Seis y media de la mañana camino al colegio. Dos de la tarde camino a las pozas del Asta y la Bruja. Cuatro de la tarde saltando en bicicletas. 12 de la noche: ni en la peor pesadilla. 10 de la noche: el escándalo de los novios que se iban a besar al ''puentecito del colegio" cuando se escapaban de la fiesta. Y a la izquierda, las horas y horas jugando con Chel y Rober, la casa donde preparamos el cuerpo de tía Lauren cuando ese mismo cielo encapotado se cayó sobre la familia. Los mejores años tuvieron como alfombra ese empedrado: el burbujeo del primer enamoramiento, la salida hacia los desfiles, los tambores que no paran de tronar.
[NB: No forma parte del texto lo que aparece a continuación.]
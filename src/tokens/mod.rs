//! Token metadata, balances and unit conversion

pub mod balance;
pub mod cache;
pub mod units;

pub use balance::BalanceReader;
pub use cache::TokenInfoCache;
pub use units::{decimal_to_raw, raw_to_decimal, truncate_dp};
La foto arranca desde el mismo punto donde daba la cabeza de la Mamá Culebra. El recuadro parece el de mis ojos. Mis ojos son cuadrados y vienen de la infancia. Así de grandes eran mis ojos y miraban todo el barrio donde crecí. Esa tierra acumulada a la orilla era en realidad el Monte Suribachi de Iwo Jima. En ella se consumieron regimientos de mis soldados de plástico. Las niñas ocupan el lugar donde vi el horror de una pelea a machetazos mientras la rocola seguía a toda madre con El Tenampa. De este mismo lugar me acordé hace un año en Ciudad de México. Mi Tenampa parecía más real y era esa esquina en donde Quico y yo competíamos por ser los primeros en llamar la navidad. Cuete tras cuete, bate tras bate (beisbol de barrio con mano enguantada en calcetines y pelota de plástico), el materinerinerero con aquella danza vigorosa de las niñas y sus exclusivas rondas. Desde este ojo cuadrado vi en sueños dos premoniciones que fueron reales, la de Fausti Vásquez y la de Nelson Osorio. Era esta misma imagen. Solo que con muerte.
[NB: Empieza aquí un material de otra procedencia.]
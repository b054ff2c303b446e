//! Alloy-backed Chain Client
//!
//! Wraps an alloy HTTP provider that carries the wallet's signing filler.
//! Every submission follows the same path: estimate gas (+20%), price it
//! with the [`FeeStrategy`], send, wait for one confirmation, check status.
//! Nothing is pipelined; the caller is blocked until the receipt arrives.

use super::fees::{gas_limit_with_buffer, BaseFeeMultiplier, FeeStrategy};
use super::ChainClient;
use crate::contracts::{ISwapRouter, IERC20};
use crate::error::{BotError, BotResult};
use crate::types::{SwapIntent, TxOutcome};
use alloy::eips::BlockNumberOrTag;
use alloy::network::{ReceiptResponse, TransactionBuilder};
use alloy::primitives::{Address, U256};
use alloy::providers::Provider;
use alloy::rpc::types::TransactionRequest;
use async_trait::async_trait;
use std::sync::Arc;
use tracing::{debug, info};

/// Helper: convert u32 fee tier to alloy uint24 type for contract calls.
/// Uses from_limbs() because Uint<24, 1> doesn't impl From<u32>.
fn fee_to_u24(fee: u32) -> alloy::primitives::Uint<24, 1> {
    debug_assert!(fee <= 0xFFFFFF, "fee {} exceeds U24 max (16777215)", fee);
    alloy::primitives::Uint::from_limbs([fee as u64])
}

fn swap_params(
    intent: &SwapIntent,
    amount_out_minimum: U256,
) -> ISwapRouter::ExactInputSingleParams {
    ISwapRouter::ExactInputSingleParams {
        tokenIn: intent.token_in,
        tokenOut: intent.token_out,
        fee: fee_to_u24(intent.fee_tier),
        recipient: intent.recipient,
        deadline: U256::from(intent.deadline),
        amountIn: intent.amount_in,
        amountOutMinimum: amount_out_minimum,
        sqrtPriceLimitX96: intent.price_limit,
    }
}

/// Production [`ChainClient`] over an alloy provider
pub struct AlloyChainClient<P> {
    provider: Arc<P>,
    wallet_address: Address,
    router: Address,
    fee_strategy: Box<dyn FeeStrategy>,
}

impl<P: Provider + 'static> AlloyChainClient<P> {
    /// `provider` must already carry the wallet (ProviderBuilder::wallet)
    pub fn new(provider: Arc<P>, wallet_address: Address, router: Address) -> Self {
        Self {
            provider,
            wallet_address,
            router,
            fee_strategy: Box::new(BaseFeeMultiplier::default()),
        }
    }

    pub fn with_fee_strategy(mut self, fee_strategy: Box<dyn FeeStrategy>) -> Self {
        self.fee_strategy = fee_strategy;
        self
    }

    pub async fn chain_id(&self) -> BotResult<u64> {
        self.provider
            .get_chain_id()
            .await
            .map_err(|e| BotError::query(format!("eth_chainId failed: {}", e)))
    }

    pub async fn block_number(&self) -> BotResult<u64> {
        self.provider
            .get_block_number()
            .await
            .map_err(|e| BotError::query(format!("eth_blockNumber failed: {}", e)))
    }

    /// Gas price from the fee strategy, else the node's `eth_gasPrice`.
    /// `None` leaves pricing to the provider's fillers.
    async fn suggested_gas_price(&self) -> Option<u128> {
        let base_fee = match self.provider.get_block_by_number(BlockNumberOrTag::Latest).await {
            Ok(block) => block.and_then(|b| b.header.base_fee_per_gas).map(u128::from),
            Err(e) => {
                debug!("Latest block fetch failed: {}", e);
                None
            }
        };

        if let Some(price) = self.fee_strategy.gas_price(base_fee) {
            return Some(price);
        }
        match self.provider.get_gas_price().await {
            Ok(price) => Some(price),
            Err(e) => {
                debug!("eth_gasPrice failed, leaving gas price to provider: {}", e);
                None
            }
        }
    }

    async fn send_and_confirm(&self, tx: TransactionRequest, label: &str) -> BotResult<TxOutcome> {
        let mut tx = tx.with_from(self.wallet_address);

        let estimate = self
            .provider
            .estimate_gas(tx.clone())
            .await
            .map_err(|e| BotError::submission(format!("{} gas estimation failed: {}", label, e)))?;
        tx.set_gas_limit(gas_limit_with_buffer(estimate));

        if let Some(gas_price) = self.suggested_gas_price().await {
            tx.set_gas_price(gas_price);
        }
        debug!("{}: gas limit {} (estimate {})", label, gas_limit_with_buffer(estimate), estimate);

        let pending = self
            .provider
            .send_transaction(tx)
            .await
            .map_err(|e| BotError::submission(format!("{} send failed: {}", label, e)))?;
        let tx_hash = *pending.tx_hash();
        info!("{} tx submitted: {:?}", label, tx_hash);

        let receipt = pending
            .with_required_confirmations(1)
            .get_receipt()
            .await
            .map_err(|e| BotError::Execution {
                reason: format!("{} confirmation failed: {}", label, e),
                tx_hash: Some(format!("{:?}", tx_hash)),
            })?;

        if !receipt.status() {
            return Err(BotError::Execution {
                reason: format!("{} transaction reverted", label),
                tx_hash: Some(format!("{:?}", tx_hash)),
            });
        }

        Ok(TxOutcome {
            tx_hash: receipt.transaction_hash(),
            block_number: receipt.block_number().unwrap_or(0),
            gas_used: receipt.gas_used(),
        })
    }
}

#[async_trait]
impl<P: Provider + 'static> ChainClient for AlloyChainClient<P> {
    fn wallet_address(&self) -> Address {
        self.wallet_address
    }

    async fn native_balance(&self, owner: Address) -> BotResult<U256> {
        self.provider
            .get_balance(owner)
            .await
            .map_err(|e| BotError::query(format!("eth_getBalance failed: {}", e)))
    }

    async fn token_balance(&self, token: Address, owner: Address) -> BotResult<U256> {
        IERC20::new(token, self.provider.clone())
            .balanceOf(owner)
            .call()
            .await
            .map_err(|e| {
                BotError::query(format!("balanceOf({:?}) on {:?} failed: {}", owner, token, e))
            })
    }

    async fn token_decimals(&self, token: Address) -> BotResult<u8> {
        IERC20::new(token, self.provider.clone())
            .decimals()
            .call()
            .await
            .map_err(|e| BotError::query(format!("decimals() on {:?} failed: {}", token, e)))
    }

    async fn token_symbol(&self, token: Address) -> BotResult<String> {
        IERC20::new(token, self.provider.clone())
            .symbol()
            .call()
            .await
            .map_err(|e| BotError::query(format!("symbol() on {:?} failed: {}", token, e)))
    }

    async fn allowance(&self, token: Address, owner: Address, spender: Address) -> BotResult<U256> {
        IERC20::new(token, self.provider.clone())
            .allowance(owner, spender)
            .call()
            .await
            .map_err(|e| BotError::query(format!("allowance() on {:?} failed: {}", token, e)))
    }

    async fn approve(
        &self,
        token: Address,
        spender: Address,
        amount: U256,
    ) -> BotResult<TxOutcome> {
        let tx = IERC20::new(token, self.provider.clone())
            .approve(spender, amount)
            .into_transaction_request();
        self.send_and_confirm(tx, "Approval").await
    }

    async fn mint(&self, token: Address) -> BotResult<TxOutcome> {
        let tx = IERC20::new(token, self.provider.clone())
            .mint()
            .into_transaction_request();
        self.send_and_confirm(tx, "Mint").await
    }

    async fn simulate_swap(&self, intent: &SwapIntent) -> BotResult<U256> {
        // amountOutMinimum = 0: we want the router's real output, not a bound check
        let params = swap_params(intent, U256::ZERO);
        ISwapRouter::new(self.router, self.provider.clone())
            .exactInputSingle(params)
            .from(self.wallet_address)
            .call()
            .await
            .map_err(|e| BotError::query(e.to_string()))
    }

    async fn submit_swap(
        &self,
        intent: &SwapIntent,
        amount_out_minimum: U256,
    ) -> BotResult<TxOutcome> {
        let params = swap_params(intent, amount_out_minimum);
        let tx = ISwapRouter::new(self.router, self.provider.clone())
            .exactInputSingle(params)
            .into_transaction_request();
        self.send_and_confirm(tx, "Swap").await
    }
}

#[cfg(test)]
mod tests {
    use super::*;
    use alloy::primitives::U160;

    #[test]
    fn test_swap_params_layout() {
        let intent = SwapIntent::new(
            Address::repeat_byte(0xaa),
            Address::repeat_byte(0xbb),
            500,
            Address::repeat_byte(0xcc),
            U256::from(10_000u64),
            1_700_000_600,
        );
        let params = swap_params(&intent, U256::from(9_950u64));

        assert_eq!(params.tokenIn, Address::repeat_byte(0xaa));
        assert_eq!(params.tokenOut, Address::repeat_byte(0xbb));
        assert_eq!(params.fee, fee_to_u24(500));
        assert_eq!(params.recipient, Address::repeat_byte(0xcc));
        assert_eq!(params.deadline, U256::from(1_700_000_600u64));
        assert_eq!(params.amountOutMinimum, U256::from(9_950u64));
        assert_eq!(params.sqrtPriceLimitX96, U160::ZERO);
    }

    #[test]
    fn test_fee_to_u24() {
        assert_eq!(fee_to_u24(3000).to::<u32>(), 3000);
    }
}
La esquina de los póstigos. La esquina "de donde Kika", la bodeguita del Chato y Juan Carlos, la esquina de las tajaditas, la esquina que salía en las fotos más antiguas y que un incendio quiso desaparecer . Una tarde escuchamos cómo se achicharraba un hombre que se electrocutaba. Desde esa esquina lo vimos lanzando a la calle todas las estrellas que guardaba dentro de sí. Ese olor jamás lo olvidé.
Ese costillar azul son los restos de la truchita de mi tía Tanchito Caballero. En la imagen no se notan, pero ahí están las espumillas rosadas y los rosquetes, los dulces que hacía la tía Pocha y unas chilindrinas que siempre le disputé a dos gatos que medraban a los pies de mi tía. El mayor de los misterios era el qué había detrás de ese cancel en el que Tanchito se metía de vez en cuando. Cuando le tomé la foto que aún guardo, ella me dijo: Ay papa, esa será la foto para mi velorio. Ella cantaba, tocaba el órgano de la iglesia, rezaba la niña Tanchito. En la casa blanca, mi tío Carlitos me dio un regalo especial: esta es una postal que me mandó tu papá desde Tel Aviv, cuando estuvo allá. Y atrás estaba esa letra en la que quise descifrar no sé qué cosa en cada gancho, en cada punto suspensivo.
La casa de Tino Osorio, la casa de Elisa, de Benicia, de doña Toña. La corriente de agua pírrica de un invierno pírrico, nada parecido a aquel torrente que sorteaban los niños de las aldeas a su regreso de la escuela. Donde está el carro blanco me ovillé y supe esperar contarlo todo, dentro de la casa más pequeñita que exigía movimientos precisos, dimensiones precisas. La última vez que vi este mismo ángulo con la ansiedad de llegar fue en 1989. Ya no volví. Ahí quedaron enterrados mis juguetes.
La calle del Manguito y esa acacia que hubiera querido que estuviera en mi niñez. En ese terreno levantaban el circo y ahí vimos cómo enterraban vivo al mago que era el mismo maromero, el maromero que era el mismo de la taquilla, el taquillero que era el que domaba los perros escuálidos de las mini bicicletas. Please dont go, de KC The Sunshine Band flotaba entre los parlantes y la voz del dueño del circo invitando a la primera función.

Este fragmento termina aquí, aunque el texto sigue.